Problem to solve ▸ All of the records below need to be copied exactly.

Collection entries
#[cfg(test)]
mod tests {
    use super::*;
    use crate::infra::clock::ManualClock;
    use std::time::Duration;

    const T0: u64 = 1_700_000_000;

    fn approx(a: f64, b: f64) -> bool {
        (a - b).abs() < 1e-9
    }

    fn manual_session() -> (Arc<ManualClock>, Session) {
        let clock = Arc::new(ManualClock::at_epoch_secs(T0));
        let session = Session::with_clock("s-1", "unit", Config::default(), clock.clone());
        (clock, session)
    }

    #[tokio::test]
    async fn test_lifecycle_transitions() {
        let (_clock, session) = manual_session();
        assert_eq!(session.status(), SessionStatus::Idle);

        session.start().unwrap();
        assert_eq!(session.status(), SessionStatus::Running);

        session.stop();
        assert_eq!(session.status(), SessionStatus::Stopped);

        // Stopped is terminal
        session.start().unwrap();
        assert_eq!(session.status(), SessionStatus::Stopped);
        session.finished().await;
    }

    #[test]
    fn test_start_outside_runtime_fails() {
        let session = Session::new("s-2", "no runtime", Config::default());
        assert!(session.start().is_err());
        assert_eq!(session.status(), SessionStatus::Idle);
    }

    #[tokio::test]
    async fn test_report_before_start_is_noop() {
        let (clock, session) = manual_session();
        session.report(clock.now(), true);
        assert_eq!(session.metrics().trips_reported(), 0);
        assert!(session.current_stat().is_none());
    }

    #[tokio::test]
    async fn test_ten_successes_end_to_end() {
        let (clock, session) = manual_session();
        let mut stream = session.take_stat_stream().unwrap();
        assert!(session.take_stat_stream().is_none());

        session.start().unwrap();
        for i in 1..=10u64 {
            session.report(clock.now() - Duration::from_millis(i * 10), true);
        }
        session.stop();
        session.finished().await;

        let stat = session.current_stat().unwrap();
        assert_eq!(stat.time, T0 as i64);
        assert_eq!(stat.success_count, 10);
        assert!(approx(stat.response_time, 55.0));
        assert!(approx(stat.response_time90, 91.0));

        let streamed = stream.recv().await.unwrap();
        assert_eq!(streamed, stat);
        assert!(stream.recv().await.is_none());

        let data = session.optimized_data();
        assert_eq!(data.recent, vec![stat.clone()]);
        assert_eq!(data.medium, vec![stat.clone()]);
        assert_eq!(data.long_term, vec![stat]);

        let snap = session.snapshot();
        assert_eq!(snap.status, SessionStatus::Stopped);
        assert_eq!(snap.total_requests, 10);
        assert_eq!(snap.processed_requests, 10);
        assert!(approx(snap.cumulative_avg_response_time, 55.0));
        assert_eq!(snap.cumulative_error_rate, 0.0);
    }

    #[tokio::test]
    async fn test_mixed_population_error_rate() {
        let (clock, session) = manual_session();
        session.start().unwrap();
        for i in 0..10 {
            session.report(clock.now(), i != 0);
        }
        session.stop();
        session.finished().await;

        let stat = session.current_stat().unwrap();
        assert_eq!(stat.success_count, 9);
        assert_eq!(stat.failure_count, 1);
        assert!(approx(stat.error_rate, 10.0));
        assert!(approx(session.cumulative().error_rate, 10.0));
    }

    #[tokio::test]
    async fn test_report_after_stop_is_noop() {
        let (clock, session) = manual_session();
        session.start().unwrap();
        session.report(clock.now(), true);
        session.stop();
        session.report(clock.now(), true);
        session.finished().await;

        assert_eq!(session.snapshot().total_requests, 1);
        assert_eq!(session.cumulative().total_requests, 1);
    }

    #[tokio::test]
    async fn test_start_resets_cumulative() {
        let (_clock, session) = manual_session();
        session
            .cumulative_tracker()
            .update(&Stat { success_count: 5, response_time: 9.0, ..Stat::default() });
        assert_eq!(session.cumulative().total_requests, 5);

        session.start().unwrap();
        assert_eq!(session.cumulative().total_requests, 0);
        assert_eq!(session.cumulative().average_response_time, 0.0);
        session.stop();
        session.finished().await;
    }

    #[tokio::test]
    async fn test_snapshot_duration_and_json() {
        let (clock, session) = manual_session();
        assert_eq!(session.snapshot().duration_ms, 0);

        session.start().unwrap();
        clock.advance(Duration::from_millis(2_500));
        assert_eq!(session.snapshot().duration_ms, 2_500);

        session.stop();
        clock.advance(Duration::from_secs(60));
        assert_eq!(session.snapshot().duration_ms, 2_500);
        session.finished().await;

        let json = serde_json::to_value(session.snapshot()).unwrap();
        assert_eq!(json["status"], "stopped");
        assert_eq!(json["id"], "s-1");
        assert!(json.get("end_time").is_some());
        assert!(json.get("current_stat").is_none());
    }

    #[tokio::test]
    async fn test_cancelled_wait_does_not_skip_drain() {
        let (clock, session) = manual_session();
        session.start().unwrap();
        session.report(clock.now() - Duration::from_millis(7), true);

        // Still running: the wait cannot complete and is abandoned
        let early = tokio::time::timeout(Duration::from_millis(10), session.finished()).await;
        assert!(early.is_err());

        session.stop();
        session.finished().await;

        assert_eq!(session.cumulative().total_requests, 1);
        assert_eq!(session.current_stat().unwrap().success_count, 1);
    }

    #[tokio::test]
    async fn test_concurrent_waiters_both_see_drain() {
        let (clock, session) = manual_session();
        let session = Arc::new(session);
        session.start().unwrap();
        for _ in 0..50 {
            session.report(clock.now(), true);
        }

        let waiter = {
            let session = session.clone();
            tokio::spawn(async move {
                session.finished().await;
                session.cumulative().total_requests
            })
        };
        tokio::task::yield_now().await;

        session.stop();
        session.finished().await;
        assert_eq!(session.cumulative().total_requests, 50);
        assert_eq!(waiter.await.unwrap(), 50);

        // Already drained: returns at once
        session.finished().await;
    }

    #[tokio::test]
    async fn test_stream_closed_after_drain() {
        let (_clock, session) = manual_session();
        session.start().unwrap();
        session.stop();
        session.finished().await;
        assert!(session.take_stat_stream().is_none());
    }
}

Output of the task ▸
#[cfg(test)]
mod tests {
    use super::*;
    use crate::infra::clock::ManualClock;
    use std::time::Duration;

    const T0: u64 = 1_700_000_000;

    fn approx(a: f64, b: f64) -> bool {
        (a - b).abs() < 1e-9
    }

    fn manual_session() -> (Arc<ManualClock>, Session) {
        let clock = Arc::new(ManualClock::at_epoch_secs(T0));
        let session = Session::with_clock("s-1", "unit", Config::default(), clock.clone());
        (clock, session)
    }

    #[tokio::test]
    async fn test_lifecycle_transitions() {
        let (_clock, session) = manual_session();
        assert_eq!(session.status(), SessionStatus::Idle);

        session.start().unwrap();
        assert_eq!(session.status(), SessionStatus::Running);

        session.stop();
        assert_eq!(session.status(), SessionStatus::Stopped);

        // Stopped is terminal
        session.start().unwrap();
        assert_eq!(session.status(), SessionStatus::Stopped);
        session.finished().await;
    }

    #[test]
    fn test_start_outside_runtime_fails() {
        let session = Session::new("s-2", "no runtime", Config::default());
        assert!(session.start().is_err());
        assert_eq!(session.status(), SessionStatus::Idle);
    }

    #[tokio::test]
    async fn test_report_before_start_is_noop() {
        let (clock, session) = manual_session();
        session.report(clock.now(), true);
        assert_eq!(session.metrics().trips_reported(), 0);
        assert!(session.current_stat().is_none());
    }

    #[tokio::test]
    async fn test_ten_successes_end_to_end() {
        let (clock, session) = manual_session();
        let mut stream = session.take_stat_stream().unwrap();
        assert!(session.take_stat_stream().is_none());

        session.start().unwrap();
        for i in 1..=10u64 {
            session.report(clock.now() - Duration::from_millis(i * 10), true);
        }
        session.stop();
        session.finished().await;

        let stat = session.current_stat().unwrap();
        assert_eq!(stat.time, T0 as i64);
        assert_eq!(stat.success_count, 10);
        assert!(approx(stat.response_time, 55.0));
        assert!(approx(stat.response_time90, 91.0));

        let streamed = stream.recv().await.unwrap();
        assert_eq!(streamed, stat);
        assert!(stream.recv().await.is_none());

        let data = session.optimized_data();
        assert_eq!(data.recent, vec![stat.clone()]);
        assert_eq!(data.medium, vec![stat.clone()]);
        assert_eq!(data.long_term, vec![stat]);

        let snap = session.snapshot();
        assert_eq!(snap.status, SessionStatus::Stopped);
        assert_eq!(snap.total_requests, 10);
        assert_eq!(snap.processed_requests, 10);
        assert!(approx(snap.cumulative_avg_response_time, 55.0));
        assert_eq!(snap.cumulative_error_rate, 0.0);
    }

    #[tokio::test]
    async fn test_mixed_population_error_rate() {
        let (clock, session) = manual_session();
        session.start().unwrap();
        for i in 0..10 {
            session.report(clock.now(), i != 0);
        }
        session.stop();
        session.finished().await;

        let stat = session.current_stat().unwrap();
        assert_eq!(stat.success_count, 9);
        assert_eq!(stat.failure_count, 1);
        assert!(approx(stat.error_rate, 10.0));
        assert!(approx(session.cumulative().error_rate, 10.0));
    }

    #[tokio::test]
    async fn test_report_after_stop_is_noop() {
        let (clock, session) = manual_session();
        session.start().unwrap();
        session.report(clock.now(), true);
        session.stop();
        session.report(clock.now(), true);
        session.finished().await;

        assert_eq!(session.snapshot().total_requests, 1);
        assert_eq!(session.cumulative().total_requests, 1);
    }

    #[tokio::test]
    async fn test_start_resets_cumulative() {
        let (_clock, session) = manual_session();
        session
            .cumulative_tracker()
            .update(&Stat { success_count: 5, response_time: 9.0, ..Stat::default() });
        assert_eq!(session.cumulative().total_requests, 5);

        session.start().unwrap();
        assert_eq!(session.cumulative().total_requests, 0);
        assert_eq!(session.cumulative().average_response_time, 0.0);
        session.stop();
        session.finished().await;
    }

    #[tokio::test]
    async fn test_snapshot_duration_and_json() {
        let (clock, session) = manual_session();
        assert_eq!(session.snapshot().duration_ms, 0);

        session.start().unwrap();
        clock.advance(Duration::from_millis(2_500));
        assert_eq!(session.snapshot().duration_ms, 2_500);

        session.stop();
        clock.advance(Duration::from_secs(60));
        assert_eq!(session.snapshot().duration_ms, 2_500);
        session.finished().await;

        let json = serde_json::to_value(session.snapshot()).unwrap();
        assert_eq!(json["status"], "stopped");
        assert_eq!(json["id"], "s-1");
        assert!(json.get("end_time").is_some());
        assert!(json.get("current_stat").is_none());
    }

    #[tokio::test]
    async fn test_cancelled_wait_does_not_skip_drain() {
        let (clock, session) = manual_session();
        session.start().unwrap();
        session.report(clock.now() - Duration::from_millis(7), true);

        // Still running: the wait cannot complete and is abandoned
        let early = tokio::time::timeout(Duration::from_millis(10), session.finished()).await;
        assert!(early.is_err());

        session.stop();
        session.finished().await;

        assert_eq!(session.cumulative().total_requests, 1);
        assert_eq!(session.current_stat().unwrap().success_count, 1);
    }

    #[tokio::test]
    async fn test_concurrent_waiters_both_see_drain() {
        let (clock, session) = manual_session();
        let session = Arc::new(session);
        session.start().unwrap();
        for _ in 0..50 {
            session.report(clock.now(), true);
        }

        let waiter = {
            let session = session.clone();
            tokio::spawn(async move {
                session.finished().await;
                session.cumulative().total_requests
            })
        };
        tokio::task::yield_now().await;

        session.stop();
        session.finished().await;
        assert_eq!(session.cumulative().total_requests, 50);
        assert_eq!(waiter.await.unwrap(), 50);

        // Already drained: returns at once
        session.finished().await;
    }

    #[tokio::test]
    async fn test_stream_closed_after_drain() {
        let (_clock, session) = manual_session();
        session.start().unwrap();
        session.stop();
        session.finished().await;
        assert!(session.take_stat_stream().is_none());
    }
}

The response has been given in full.